Complex Systems: 'Are Humans Just Another Predator? The Roles of Human Foragers in North Pacific Marine Food Webs'

2014-03-03 by News, Sports, and Art

Most studies of humans and ecosystems present human impacts on ecosystems. However, our ability to understand and mitigate such impacts depends on the roles humans play in ecosystems. Food webs provide a useful way to quantify ecological roles of species including humans. By synthesizing 6,000 years of biological, archeological, ethnographic and other data from marine ecosystems in the North Pacific, in particular the Sanak Archipelago in the Eastern Aleutian Islands, we can characterize how Unangan/Aleut hunter-gatherers fit into complex marine food webs, how they compared to other predators and how their behaviors might have affected long-term ecosystem sustainability.

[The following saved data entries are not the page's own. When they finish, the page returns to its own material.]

impl MessageProcessor {
    pub(crate) async fn process(&self, message: InFlightMessage) -> Disposition {
        let event = match codec::decode(message.body()) {
            Ok(event) => event,
            Err(err) => {
                warn!(
                    error = %err,
                    ack_token = %message.ack_token(),
                    "discarding undecodable message"
                );
                self.acknowledge(&message).await;
                return Disposition::Discarded;
            }
        };

        let kind = event.kind();
        let product_id = event.product_id();

        let Some(handler) = self.registry.get(kind) else {
            warn!(event_type = %kind, product_id = %product_id, "no handler registered; discarding message");
            self.acknowledge(&message).await;
            return Disposition::Discarded;
        };

        match tokio::time::timeout(self.handler_timeout, handler.handle(event)).await {
            Ok(Ok(())) => {
                self.acknowledge(&message).await;
                Disposition::Completed
            }
            Ok(Err(err)) => {
                error!(
                    event_type = %kind,
                    product_id = %product_id,
                    error = ?err,
                    "handler failed; message left for redelivery"
                );
                Disposition::Redeliver
            }
            Err(_) => {
                error!(
                    event_type = %kind,
                    product_id = %product_id,
                    timeout_ms = self.handler_timeout.as_millis() as u64,
                    "handler timed out; message left for redelivery"
                );
                Disposition::Redeliver
            }
        }
    }

    /// Delete the message under `delete_timeout`. Failures are only logged.
    async fn acknowledge(&self, message: &InFlightMessage) -> bool {
        let token = message.ack_token();
        match tokio::time::timeout(self.delete_timeout, self.transport.delete(token)).await {
            Ok(Ok(())) => true,
            Ok(Err(err)) => {
                error!(error = %err, ack_token = %token, "failed to acknowledge message");
                false
            }
            Err(_) => {
                error!(
                    ack_token = %token,
                    timeout_ms = self.delete_timeout.as_millis() as u64,
                    "acknowledgment timed out"
                );
                false
            }
        }
    }
}

#[cfg(test)]
mod tests {
    use super::*;
    use std::sync::atomic::{AtomicUsize, Ordering};

    use async_trait::async_trait;
    use catalog_core::ProductId;
    use catalog_events::{EventKind, InMemoryQueue, LifecycleEvent, encode};
    use tokio::sync::Notify;

    use crate::shutdown::Shutdown;

    const NO_WAIT: Duration = Duration::ZERO;

    #[derive(Default)]
    struct Recording {
        calls: AtomicUsize,
    }

    #[async_trait]
    impl EventHandler for Recording {
        async fn handle(&self, _event: LifecycleEvent) -> anyhow::Result<()> {
            self.calls.fetch_add(1, Ordering::SeqCst);
            Ok(())
        }
    }

    struct Failing;

    #[async_trait]
    impl EventHandler for Failing {
        async fn handle(&self, _event: LifecycleEvent) -> anyhow::Result<()> {
            anyhow::bail!("downstream unavailable")
        }
    }

    /// Signals when it starts, then sleeps for `delay` and counts completion.
    struct Slow {
        delay: Duration,
        started: Notify,
        finished: AtomicUsize,
    }

    impl Slow {
        fn new(delay: Duration) -> Self {
            Self {
                delay,
                started: Notify::new(),
                finished: AtomicUsize::new(0),
            }
        }
    }

    #[async_trait]
    impl EventHandler for Slow {
        async fn handle(&self, _event: LifecycleEvent) -> anyhow::Result<()> {
            self.started.notify_one();
            tokio::time::sleep(self.delay).await;
            self.finished.fetch_add(1, Ordering::SeqCst);
            Ok(())
        }
    }

    /// Sleeps only for one product id; counts every completed call.
    struct SlowFor {
        slow_id: ProductId,
        delay: Duration,
        handled: AtomicUsize,
    }

    #[async_trait]
    impl EventHandler for SlowFor {
        async fn handle(&self, event: LifecycleEvent) -> anyhow::Result<()> {
            if event.product_id() == self.slow_id {
                tokio::time::sleep(self.delay).await;
            }
            self.handled.fetch_add(1, Ordering::SeqCst);
            Ok(())
        }
    }

    fn test_config() -> ConsumerConfig {
        ConsumerConfig::default()
            .with_wait_time(Duration::from_millis(20))
            .with_retry_delay(Duration::from_millis(10))
            .with_handler_timeout(Duration::from_secs(2))
            .with_delete_timeout(Duration::from_secs(1))
    }

    fn test_processor(queue: Arc<InMemoryQueue>, registry: HandlerRegistry) -> MessageProcessor {
        let config = test_config();
        MessageProcessor {
            transport: queue,
            registry: Arc::new(registry),
            handler_timeout: config.handler_timeout,
            delete_timeout: config.delete_timeout,
        }
    }

    async fn enqueue_and_receive(queue: &InMemoryQueue, body: Vec<u8>) -> InFlightMessage {
        queue.send(body).await.unwrap();
        let mut batch = queue.receive(1, NO_WAIT).await.unwrap();
        batch.remove(0)
    }

    fn created_body() -> Vec<u8> {
        encode(&LifecycleEvent::created(ProductId::new())).unwrap()
    }

    async fn eventually(mut check: impl FnMut() -> bool) {
        for _ in 0..200 {
            if check() {
                return;
            }
            tokio::time::sleep(Duration::from_millis(5)).await;
        }
        panic!("condition not reached in time");
    }

    #[tokio::test]
    async fn malformed_bodies_are_acknowledged() {
        let queue = Arc::new(InMemoryQueue::new());
        let processor = test_processor(queue.clone(), HandlerRegistry::builder().build());

        for body in [b"".to_vec(), b"{oops".to_vec()] {
            let message = enqueue_and_receive(&queue, body).await;
            assert_eq!(processor.process(message).await, Disposition::Discarded);
        }
        assert!(queue.is_empty());
        assert_eq!(queue.deleted().len(), 2);
    }

    #[tokio::test]
    async fn unknown_event_type_is_acknowledged() {
        let queue = Arc::new(InMemoryQueue::new());
        let processor = test_processor(queue.clone(), HandlerRegistry::builder().build());
        let body = format!(
            r#"{{"event_type":"rename_product","product_id":"{}"}}"#,
            ProductId::new()
        );

        let message = enqueue_and_receive(&queue, body.into_bytes()).await;
        assert_eq!(processor.process(message).await, Disposition::Discarded);
        assert!(queue.is_empty());
    }

    #[tokio::test]
    async fn missing_handler_is_acknowledged() {
        let queue = Arc::new(InMemoryQueue::new());
        let registry = HandlerRegistry::builder()
            .register(EventKind::Deleted, Recording::default())
            .build();
        let processor = test_processor(queue.clone(), registry);

        let message = enqueue_and_receive(&queue, created_body()).await;
        assert_eq!(processor.process(message).await, Disposition::Discarded);
        assert!(queue.is_empty());
    }

    #[tokio::test]
    async fn handler_success_is_acknowledged() {
        let queue = Arc::new(InMemoryQueue::new());
        let handler = Arc::new(Recording::default());
        let registry = HandlerRegistry::builder()
            .register_arc(EventKind::Created, handler.clone())
            .build();
        let processor = test_processor(queue.clone(), registry);

        let message = enqueue_and_receive(&queue, created_body()).await;
        assert_eq!(processor.process(message).await, Disposition::Completed);
        assert_eq!(handler.calls.load(Ordering::SeqCst), 1);
        assert!(queue.is_empty());
    }

    #[tokio::test]
    async fn handler_error_leaves_message_unacknowledged() {
        let queue = Arc::new(InMemoryQueue::new());
        let registry = HandlerRegistry::builder()
            .register(EventKind::Created, Failing)
            .build();
        let processor = test_processor(queue.clone(), registry);

        let message = enqueue_and_receive(&queue, created_body()).await;
        assert_eq!(processor.process(message).await, Disposition::Redeliver);
        assert_eq!(queue.leased_len(), 1);
        assert!(queue.deleted().is_empty());
    }

    #[tokio::test]
    async fn handler_timeout_leaves_message_unacknowledged() {
        let queue = Arc::new(InMemoryQueue::new());
        let registry = HandlerRegistry::builder()
            .register(EventKind::Created, Slow::new(Duration::from_secs(5)))
            .build();
        let mut processor = test_processor(queue.clone(), registry);
        processor.handler_timeout = Duration::from_millis(20);

        let message = enqueue_and_receive(&queue, created_body()).await;
        assert_eq!(processor.process(message).await, Disposition::Redeliver);
        assert!(queue.deleted().is_empty());
    }

    #[tokio::test]
    async fn failed_acknowledgment_does_not_change_the_outcome() {
        let queue = Arc::new(InMemoryQueue::new());
        let registry = HandlerRegistry::builder()
            .register(EventKind::Created, Recording::default())
            .build();
        let processor = test_processor(queue.clone(), registry);

        let message = enqueue_and_receive(&queue, created_body()).await;
        queue.fail_next_deletes(1);
        assert_eq!(processor.process(message).await, Disposition::Completed);
        assert_eq!(queue.leased_len(), 1);
    }

    #[tokio::test]
    async fn run_processes_until_shutdown() {
        let queue = Arc::new(InMemoryQueue::new());
        let handler = Arc::new(Recording::default());
        let registry = HandlerRegistry::builder()
            .register_arc(EventKind::Created, handler.clone())
            .build();
        let consumer = QueueConsumer::new(queue.clone(), Arc::new(registry), test_config());
        let shutdown = Shutdown::new();

        for _ in 0..3 {
            queue.send(created_body()).await.unwrap();
        }
        queue.send(b"garbage".to_vec()).await.unwrap();

        let rx = shutdown.subscribe();
        let run = tokio::spawn(async move { consumer.run(rx).await });

        eventually(|| queue.is_empty()).await;
        shutdown.trigger();
        let report = run.await.unwrap();

        assert_eq!(handler.calls.load(Ordering::SeqCst), 3);
        assert_eq!(report.completed, 3);
        assert_eq!(report.discarded, 1);
    }

    #[tokio::test]
    async fn receive_errors_back_off_and_recover() {
        let queue = Arc::new(InMemoryQueue::new());
        let handler = Arc::new(Recording::default());
        let registry = HandlerRegistry::builder()
            .register_arc(EventKind::Created, handler.clone())
            .build();
        let consumer = QueueConsumer::new(queue.clone(), Arc::new(registry), test_config());
        let shutdown = Shutdown::new();

        queue.fail_next_receives(3);
        queue.send(created_body()).await.unwrap();

        let rx = shutdown.subscribe();
        let run = tokio::spawn(async move { consumer.run(rx).await });

        eventually(|| handler.calls.load(Ordering::SeqCst) == 1).await;
        shutdown.trigger();
        run.await.unwrap();

        assert!(queue.receive_calls() >= 4);
    }

    #[tokio::test]
    async fn shutdown_interrupts_retry_delay() {
        let queue = Arc::new(InMemoryQueue::new());
        queue.fail_next_receives(1);
        let consumer = QueueConsumer::new(
            queue.clone(),
            Arc::new(HandlerRegistry::builder().build()),
            test_config().with_retry_delay(Duration::from_secs(3600)),
        );
        let shutdown = Shutdown::new();

        let rx = shutdown.subscribe();
        let run = tokio::spawn(async move { consumer.run(rx).await });

        eventually(|| queue.receive_calls() == 1).await;
        shutdown.trigger();
        tokio::time::timeout(Duration::from_secs(1), run)
            .await
            .expect("consumer did not stop during retry delay")
            .unwrap();
    }

    #[tokio::test]
    async fn drain_waits_for_in_flight_handlers() {
        let queue = Arc::new(InMemoryQueue::new());
        let handler = Arc::new(Slow::new(Duration::from_millis(150)));
        let registry = HandlerRegistry::builder()
            .register_arc(EventKind::Created, handler.clone())
            .build();
        let consumer = QueueConsumer::new(queue.clone(), Arc::new(registry), test_config());
        let shutdown = Shutdown::new();

        queue.send(created_body()).await.unwrap();
        let rx = shutdown.subscribe();
        let run = tokio::spawn(async move { consumer.run(rx).await });

        handler.started.notified().await;
        shutdown.trigger();
        let report = run.await.unwrap();

        // The handler was not cancelled and its message was acknowledged.
        assert_eq!(handler.finished.load(Ordering::SeqCst), 1);
        assert_eq!(report.completed, 1);
        assert!(queue.is_empty());
    }

    #[tokio::test]
    async fn slow_handler_does_not_block_later_messages() {
        let queue = Arc::new(InMemoryQueue::new());
        let slow_id = ProductId::new();
        let handler = Arc::new(SlowFor {
            slow_id,
            delay: Duration::from_millis(1500),
            handled: AtomicUsize::new(0),
        });
        let registry = HandlerRegistry::builder()
            .register_arc(EventKind::Created, handler.clone())
            .build();
        let config = test_config()
            .with_max_messages(1)
            .with_handler_timeout(Duration::from_secs(5));
        let consumer = QueueConsumer::new(queue.clone(), Arc::new(registry), config);
        let shutdown = Shutdown::new();

        queue.send(encode(&LifecycleEvent::created(slow_id)).unwrap()).await.unwrap();
        queue.send(created_body()).await.unwrap();

        let rx = shutdown.subscribe();
        let run = tokio::spawn(async move { consumer.run(rx).await });

        // The second message is handled and acknowledged while the first is still asleep.
        eventually(|| queue.deleted().len() == 1).await;
        assert_eq!(handler.handled.load(Ordering::SeqCst), 1);
        assert_eq!(queue.leased_len(), 1);

        shutdown.trigger();
        let report = run.await.unwrap();

        assert_eq!(report.completed, 2);
        assert_eq!(handler.handled.load(Ordering::SeqCst), 2);
        assert!(queue.is_empty());
    }
}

About the speaker: Jennifer Dunne’s research is in analysis, modeling and theory of organization, dynamics and function of complex species interaction. Much of this work focuses on the basic architecture for the flow of energy and resources in ecosystems that play a central role in ecological and evolutionary dynamics, and seeks to identify fundamental patterns and principles of ecological network structure. She is extending the scope and impact of this research with interdisciplinary collaborations in archaeology, art, computer science, economics, evolutionary theory, microbiology, paleobiology, parasitology, physics and social science. She received a Ph.D. in Energy and Resources from UC Berkeley, held a National Science Foundation postdoctoral research fellowship in biological informatics, and has been on the faculty of the Santa Fe Institute since 2007.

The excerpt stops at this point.